FIGURE 3. Variance contributions of different oscillations (10–20 days, 20–30 days, 30–90 days, and equal and greater than 90 days) to summer rainfall variations of type 1 (A) and type 2 (B) years. Power spectrum analyses of regional averaged daily precipitation during summer of type 1 (C) and type 2 (D) years.
TABLE 1. Classification of PEPEs in North China.
Figures 3A,B shows the variance contributions of low-frequency bands (10–20 days, 20–30 days, and 30–90 days) to summer rainfall variations for type 1 and type 2 years, respectively. For comparison, the variance of a longer oscillation mode (with a period greater than 90 days) is also shown. It is clear that the contribution of the 10–20-day mode is greater than the sum of variance contributions of other modes for type 1 years. For type 2 years, on the other hand, the variance of the 30–90-day oscillation dominates. Figures 3C,D present the power spectrum analyses of type 1 and type 2 years. It can be seen that the 10–20-day (30–60 days) period is the most significant band with the greatest power density for type 1 (type 2) years. These features indicate that the 30–60-day oscillation is worth noting in some years, despite the 10–20-day oscillation being the main mode in North China in general.
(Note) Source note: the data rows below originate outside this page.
//! Display-field extraction from CMS records.

use vitrine_shared::{Author, Category, Post};

use crate::entities::decode_html_entities;
use crate::text::strip_tags;

/// Slugs WordPress uses for its default bucket; never shown as "the" category.
const DEFAULT_CATEGORY_SLUGS: &[&str] = &["uncategorized", "non-classe"];

/// Title ready for display: tags removed, entities decoded.
pub fn display_title(rendered: &str) -> String {
    if rendered.contains('<') {
        strip_tags(rendered)
    } else {
        decode_html_entities(rendered).trim().to_string()
    }
}

/// The category a post is filed under for display and related-post lookup.
pub fn primary_category(post: &Post) -> Option<&Category> {
    post.categories
        .iter()
        .find(|c| !DEFAULT_CATEGORY_SLUGS.contains(&c.slug.as_str()))
        .or_else(|| post.categories.first())
}

/// The embedded author of a post, if the CMS returned one.
pub fn author_of(post: &Post) -> Option<&Author> {
    post.author.as_ref()
}
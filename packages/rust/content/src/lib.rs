//! Field transformers: pure functions mapping raw CMS records to display values.
//!
//! Nothing in this crate does I/O. Each module is one family of transforms:
//! - [`entities`] — HTML entity decoding
//! - [`text`] — tag stripping, reading time, meta excerpts
//! - [`slugs`] — slug generation and route-parameter validation
//! - [`images`] — featured-image resolution and CDN rewriting
//! - [`fields`] — category/author/title extraction
//! - [`redirects`] — legacy slug remapping

pub mod entities;
pub mod fields;
pub mod images;
pub mod redirects;
pub mod slugs;
pub mod text;

pub use entities::decode_html_entities;
pub use fields::{author_of, display_title, primary_category};
pub use images::{CdnRewriter, featured_image, resolve_image_url, rewrite_for_cdn};
pub use redirects::SlugRedirects;
pub use slugs::{category_slug, expertise_slug, is_valid_slug, slugify};
pub use text::{estimate_reading_time, excerpt_text, format_reading_time, strip_tags, word_count};
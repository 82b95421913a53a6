//! Shared types, error model, and configuration for Vitrine.
//!
//! This crate is the foundation depended on by all other Vitrine crates.
//! It provides:
//! - [`VitrineError`] — the unified error type
//! - Domain types ([`Post`], [`Category`], [`TeamMember`], [`Document`], ...)
//! - Configuration ([`AppConfig`], [`CmsSettings`], config loading)

pub mod config;
pub mod error;
pub mod types;

// Re-export public API at crate root for ergonomic imports.
pub use config::{
    AppConfig, CatalogConfig, CdnConfig, CmsConfig, CmsSettings, RedirectsConfig, ServerConfig,
    SiteConfig, config_dir, config_file_path, init_config, load_config, load_config_from,
};
pub use error::{Result, VitrineError};
pub use types::{
    Author, Category, Document, DocumentType, Expertise, ExpertiseCategory, LeveeItem, Media,
    Paged, PortfolioItem, Post, TeamFields, TeamMember, ToolboxEntry, ToolboxProduct,
};
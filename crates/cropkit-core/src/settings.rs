//! Crop controls: output shape, dimension presets, zoom and limits.
//!
//! `CropSettings` is plain serde data so a host can persist it or pass a
//! partial object across the wasm boundary; missing fields take their
//! defaults.

use serde::{Deserialize, Serialize};

use crate::error::CropError;
use crate::geometry::ZoomFactor;
use crate::output::{OutputSpec, Shape};
use crate::render::{ResampleFilter, RenderOptions, Rgba, WHITE};

/// Output size choices offered by the controls.
#[derive(Debug, Clone, Copy, PartialEq, Eq, Default, Serialize, Deserialize)]
pub enum DimensionPreset {
    #[serde(rename = "50x50")]
    P50x50,
    #[serde(rename = "50x75")]
    P50x75,
    #[serde(rename = "100x100")]
    P100x100,
    #[default]
    #[serde(rename = "200x200")]
    P200x200,
    /// Width and height come from the custom fields.
    #[serde(rename = "custom")]
    Custom,
}

impl DimensionPreset {
    pub const FIXED: [DimensionPreset; 4] = [
        DimensionPreset::P50x50,
        DimensionPreset::P50x75,
        DimensionPreset::P100x100,
        DimensionPreset::P200x200,
    ];

    /// Fixed `(width, height)`, or `None` for `Custom`.
    pub fn dimensions(self) -> Option<(u32, u32)> {
        match self {
            DimensionPreset::P50x50 => Some((50, 50)),
            DimensionPreset::P50x75 => Some((50, 75)),
            DimensionPreset::P100x100 => Some((100, 100)),
            DimensionPreset::P200x200 => Some((200, 200)),
            DimensionPreset::Custom => None,
        }
    }

    /// Shape selected along with the preset. The portrait preset implies a
    /// rectangle, other fixed presets a square, and `Custom` leaves the
    /// shape alone.
    pub fn implied_shape(self) -> Option<Shape> {
        match self {
            DimensionPreset::P50x75 => Some(Shape::Rectangle),
            DimensionPreset::Custom => None,
            _ => Some(Shape::Square),
        }
    }

    /// The fixed preset with exactly these dimensions, else `Custom`.
    pub fn matching(width: u32, height: u32) -> Self {
        Self::FIXED
            .into_iter()
            .find(|p| p.dimensions() == Some((width, height)))
            .unwrap_or(DimensionPreset::Custom)
    }

    /// Parse a preset name such as `"50x75"` or `"custom"`.
    pub fn from_name(name: &str) -> Option<Self> {
        let name = name.trim();
        if name.eq_ignore_ascii_case("custom") {
            return Some(DimensionPreset::Custom);
        }
        Self::FIXED.into_iter().find(|p| p.as_str() == name)
    }

    pub fn as_str(self) -> &'static str {
        match self {
            DimensionPreset::P50x50 => "50x50",
            DimensionPreset::P50x75 => "50x75",
            DimensionPreset::P100x100 => "100x100",
            DimensionPreset::P200x200 => "200x200",
            DimensionPreset::Custom => "custom",
        }
    }
}

/// Everything the user can set before committing a crop.
#[derive(Debug, Clone, PartialEq, Serialize, Deserialize)]
#[serde(default, rename_all = "camelCase")]
pub struct CropSettings {
    pub shape: Shape,
    pub preset: DimensionPreset,
    /// Output width used when `preset` is `Custom`.
    pub custom_width: u32,
    /// Output height used when `preset` is `Custom`.
    pub custom_height: u32,
    /// Presentation zoom. Never affects the rendered region.
    pub zoom: ZoomFactor,
    /// Results above this size are flagged.
    pub max_size_mb: f64,
    pub filter: ResampleFilter,
    pub background: Rgba,
}

impl Default for CropSettings {
    fn default() -> Self {
        Self {
            shape: Shape::Square,
            preset: DimensionPreset::P200x200,
            custom_width: 200,
            custom_height: 200,
            zoom: ZoomFactor::IDENTITY,
            max_size_mb: 2.0,
            filter: ResampleFilter::default(),
            background: WHITE,
        }
    }
}

impl CropSettings {
    /// Settings for an initial output size and shape. The preset is the
    /// fixed one matching the size, or `Custom`.
    pub fn with_dimensions(width: u32, height: u32, shape: Shape) -> Self {
        Self {
            shape,
            preset: DimensionPreset::matching(width, height),
            custom_width: width,
            custom_height: height,
            ..Self::default()
        }
    }

    /// Switch preset, applying the shape it implies.
    pub fn select_preset(&mut self, preset: DimensionPreset) {
        self.preset = preset;
        if let Some(shape) = preset.implied_shape() {
            self.shape = shape;
        }
    }

    /// Set the custom width. Zero is ignored.
    pub fn set_custom_width(&mut self, width: u32) {
        if width > 0 {
            self.custom_width = width;
        }
    }

    /// Set the custom height. Zero is ignored.
    pub fn set_custom_height(&mut self, height: u32) {
        if height > 0 {
            self.custom_height = height;
        }
    }

    /// Set the zoom, saturating to the slider range.
    pub fn set_zoom(&mut self, zoom: f64) {
        self.zoom = ZoomFactor::clamped(zoom);
    }

    /// Current output dimensions.
    pub fn dimensions(&self) -> (u32, u32) {
        self.preset
            .dimensions()
            .unwrap_or((self.custom_width, self.custom_height))
    }

    /// Target raster for the current controls.
    ///
    /// # Errors
    ///
    /// Returns `CropError::InvalidGeometry` if the custom size is zero.
    pub fn output_spec(&self) -> Result<OutputSpec, CropError> {
        let (width, height) = self.dimensions();
        OutputSpec::new(width, height, self.shape)
    }

    /// Aspect ratio the selection must keep.
    pub fn aspect_ratio(&self) -> Result<f64, CropError> {
        Ok(self.output_spec()?.aspect_ratio())
    }

    pub fn render_options(&self) -> RenderOptions {
        RenderOptions {
            filter: self.filter,
            background: self.background,
        }
    }

    /// Check the settings describe a renderable output.
    ///
    /// # Errors
    ///
    /// Returns `CropError::InvalidGeometry` for a zero output size or a
    /// non-positive size limit.
    pub fn validate(&self) -> Result<(), CropError> {
        self.output_spec()?;
        if !(self.max_size_mb.is_finite() && self.max_size_mb > 0.0) {
            return Err(CropError::invalid_geometry(format!(
                "size limit must be positive, got {}MB",
                self.max_size_mb
            )));
        }
        Ok(())
    }
}
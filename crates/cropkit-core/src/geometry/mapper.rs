//! Display-space to source-space coordinate mapping.
//!
//! The interactive view lays the image out at some display size that is
//! usually smaller than its natural resolution. A committed selection is
//! recorded against that layout, so mapping it back to source pixels is a
//! per-axis multiplication:
//!
//! ```text
//! scale_x = natural_width  / display_width
//! scale_y = natural_height / display_height
//! source  = (x * scale_x, y * scale_y, width * scale_x, height * scale_y)
//! ```
//!
//! Zoom never appears here. The selection is already expressed in unzoomed
//! layout coordinates; multiplying by zoom again would crop the wrong
//! region.

use serde::{Deserialize, Serialize};

use crate::error::CropError;

use super::{CropRect, CropUnit, SourceRect};

/// Natural and laid-out size of an image.
///
/// The two axes are scaled independently; the layout may distort the
/// natural aspect ratio.
#[derive(Debug, Clone, Copy, PartialEq, Serialize, Deserialize)]
pub struct DisplayLayout {
    pub natural_width: u32,
    pub natural_height: u32,
    pub display_width: f64,
    pub display_height: f64,
}

impl DisplayLayout {
    pub fn new(natural_width: u32, natural_height: u32, display_width: f64, display_height: f64) -> Self {
        Self {
            natural_width,
            natural_height,
            display_width,
            display_height,
        }
    }

    /// Layout where the image is shown at its natural size.
    pub fn natural(width: u32, height: u32) -> Self {
        Self::new(width, height, width as f64, height as f64)
    }

    /// Per-axis display-to-source scale factors `(scale_x, scale_y)`.
    ///
    /// # Errors
    ///
    /// Returns `CropError::DegenerateScale` if a display dimension is zero,
    /// negative or non-finite (e.g. the image failed to lay out).
    pub fn scale(&self) -> Result<(f64, f64), CropError> {
        let valid = |v: f64| v.is_finite() && v > 0.0;
        if !valid(self.display_width) || !valid(self.display_height) {
            return Err(CropError::degenerate_scale(format!(
                "display size is {}x{}",
                self.display_width, self.display_height
            )));
        }
        Ok((
            self.natural_width as f64 / self.display_width,
            self.natural_height as f64 / self.display_height,
        ))
    }

    /// Map a display-space selection (pixels or percent) to source pixels.
    pub fn map_crop(&self, rect: &CropRect) -> Result<SourceRect, CropError> {
        let (scale_x, scale_y) = self.scale()?;
        let rect = rect.to_pixels(self.display_width, self.display_height);
        to_source_space(&rect, scale_x, scale_y)
    }
}

/// Map a pixel-unit display rectangle into source pixel coordinates.
///
/// # Arguments
///
/// * `rect` - Selection in unzoomed display pixels
/// * `scale_x` - `natural_width / display_width`
/// * `scale_y` - `natural_height / display_height`
///
/// # Errors
///
/// Returns `CropError::DegenerateScale` if a scale factor is non-positive
/// or non-finite, and `CropError::InvalidGeometry` if `rect` is expressed
/// in percent (use [`DisplayLayout::map_crop`] for those).
pub fn to_source_space(rect: &CropRect, scale_x: f64, scale_y: f64) -> Result<SourceRect, CropError> {
    if !(scale_x.is_finite() && scale_x > 0.0 && scale_y.is_finite() && scale_y > 0.0) {
        return Err(CropError::degenerate_scale(format!(
            "scale factors must be positive and finite, got {}x{}",
            scale_x, scale_y
        )));
    }
    if rect.unit != CropUnit::Pixels {
        return Err(CropError::invalid_geometry(
            "percent rectangles must be converted to pixels before mapping",
        ));
    }

    Ok(SourceRect {
        x: rect.x * scale_x,
        y: rect.y * scale_y,
        width: rect.width * scale_x,
        height: rect.height * scale_y,
    })
}


// ============================================================================
// Property-Based Tests
// ============================================================================

#[cfg(test)]
mod proptests {
    use super::*;
    use proptest::prelude::*;

    fn rect_strategy() -> impl Strategy<Value = CropRect> {
        (0.0f64..=1000.0, 0.0f64..=1000.0, 0.1f64..=1000.0, 0.1f64..=1000.0)
            .prop_map(|(x, y, w, h)| CropRect::pixels(x, y, w, h))
    }

    proptest! {
        /// Property: doubling scale_x doubles the mapped x and width only.
        #[test]
        fn prop_mapping_linear_in_scale_x(
            rect in rect_strategy(),
            sx in 0.01f64..=50.0,
            sy in 0.01f64..=50.0,
        ) {
            let base = to_source_space(&rect, sx, sy).unwrap();
            let doubled = to_source_space(&rect, sx * 2.0, sy).unwrap();

            prop_assert!((doubled.x - 2.0 * base.x).abs() <= 1e-9 * base.x.abs().max(1.0));
            prop_assert!((doubled.width - 2.0 * base.width).abs() <= 1e-9 * base.width.max(1.0));
            prop_assert_eq!(doubled.y, base.y);
            prop_assert_eq!(doubled.height, base.height);
        }

        /// Property: doubling scale_y doubles the mapped y and height only.
        #[test]
        fn prop_mapping_linear_in_scale_y(
            rect in rect_strategy(),
            sx in 0.01f64..=50.0,
            sy in 0.01f64..=50.0,
        ) {
            let base = to_source_space(&rect, sx, sy).unwrap();
            let doubled = to_source_space(&rect, sx, sy * 2.0).unwrap();

            prop_assert!((doubled.y - 2.0 * base.y).abs() <= 1e-9 * base.y.abs().max(1.0));
            prop_assert!((doubled.height - 2.0 * base.height).abs() <= 1e-9 * base.height.max(1.0));
            prop_assert_eq!(doubled.x, base.x);
            prop_assert_eq!(doubled.width, base.width);
        }

        /// Property: a selection inside the layout maps inside the image.
        #[test]
        fn prop_inside_layout_maps_inside_image(
            (nw, nh) in (1u32..=4000, 1u32..=4000),
            (dw, dh) in (1.0f64..=2000.0, 1.0f64..=2000.0),
            (fx, fy, fw, fh) in (0.0f64..=1.0, 0.0f64..=1.0, 0.0f64..=1.0, 0.0f64..=1.0),
        ) {
            let layout = DisplayLayout::new(nw, nh, dw, dh);
            let x = fx * dw;
            let y = fy * dh;
            let rect = CropRect::pixels(x, y, fw * (dw - x), fh * (dh - y));
            let src = layout.map_crop(&rect).unwrap();

            let tol = 1e-6;
            prop_assert!(src.x >= 0.0 && src.y >= 0.0);
            prop_assert!(src.x + src.width <= nw as f64 + tol);
            prop_assert!(src.y + src.height <= nh as f64 + tol);
        }
    }
}
//! Circular clip region inscribed in the output raster.

use serde::{Deserialize, Serialize};

/// Disk in output pixel coordinates.
///
/// # Coordinate System
/// - (0, 0) = top-left corner of the output
/// - pixel `(px, py)` is sampled at its center `(px + 0.5, py + 0.5)`
///
/// Membership has a hard edge: a pixel is either drawn or shows the
/// background, never blended.
#[derive(Debug, Clone, Copy, PartialEq, Serialize, Deserialize)]
pub struct CircleMask {
    pub center_x: f64,
    pub center_y: f64,
    pub radius: f64,
}

impl CircleMask {
    pub fn new(center_x: f64, center_y: f64, radius: f64) -> Self {
        Self {
            center_x,
            center_y,
            radius: radius.max(0.0),
        }
    }

    /// Largest disk inscribed in a `width x height` raster.
    pub fn inscribed(width: u32, height: u32) -> Self {
        let (w, h) = (width as f64, height as f64);
        Self::new(w / 2.0, h / 2.0, w.min(h) / 2.0)
    }

    /// Squared distance of a point from the center.
    #[inline]
    fn distance_sq(&self, x: f64, y: f64) -> f64 {
        let dx = x - self.center_x;
        let dy = y - self.center_y;
        dx * dx + dy * dy
    }

    /// Check if a point lies inside or on the circle.
    #[inline]
    pub fn contains_point(&self, x: f64, y: f64) -> bool {
        self.distance_sq(x, y) <= self.radius * self.radius
    }

    /// Check if the center of pixel `(px, py)` lies inside the circle.
    #[inline]
    pub fn contains(&self, px: u32, py: u32) -> bool {
        self.contains_point(px as f64 + 0.5, py as f64 + 0.5)
    }

    /// Area of the disk in square pixels.
    pub fn area(&self) -> f64 {
        std::f64::consts::PI * self.radius * self.radius
    }
}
4 Multiscale Influences on Persistent Extreme Precipitation Events in North China
4.1 Features of Tropical SST Anomalies Associated With Two Types of Persistent Extreme Precipitation Events
ENSO has been regarded as a major factor that influences the precipitation anomaly of EASM on the interannual timescale (Huang and Wu 1989; Feng et al., 2010; Chen et al., 2018; Yu and Zhai 2018), which could modulate the occurrence of PEPEs by affecting the advance and retreat of EASM and the accompanying circulation anomaly.
Statistically, 13 La Niña, 14 El Niño, and 14 neutral events occur during 1979–2019, among which, 4 out of 14 El Niño events (29%), 8 out of 13 La Niña events (62%), and 5 out of 14 neutral states (36%) are associated with PEPEs. Furthermore, La Niña, El Niño, and neutral states during the preceding winter of PEPEs account for 47%, 24%, and 29% of total cases respectively (Table 2), indicating La Niña in the preceding winter are more favorable for PEPEs, which are consistent with the fact that there is more precipitation in North China during La Niña events (Chen et al., 2006; Zhao et al., 2017). The transition of SST anomalies in the tropical Pacific from the preceding winter to the concurrent summer (Table 2, E-L (El Niño-La Niña) means SST anomalies in the tropical Pacific transiting from El Niño to La Niña, which indicates the states of SST in that region becoming colder), one can see that type 1 PEPEs tend to occur when the SST anomalies in central and the eastern equatorial Pacific become colder or keep the cold/neutral state (6/9 years), while type 2 PEPEs tend to occur in an opposite situation that the SST anomalies transition to warmer or keep the warm/neutral state in the concurrent summer (7/8 years).
TABLE 2. E, L, and N denote the SST states of central and eastern equatorial Pacific is El Niño, La Niña, and neutral, respectively. E–L means the SST states transiting from El Niño to La Niña from preceding winter (December–February, DJF) to concurrent summer (June–August, JJA), and vice versa. Red, blue, and black fonts mean SST of central and eastern equatorial Pacific in warm, cold, and neutral state, respectively.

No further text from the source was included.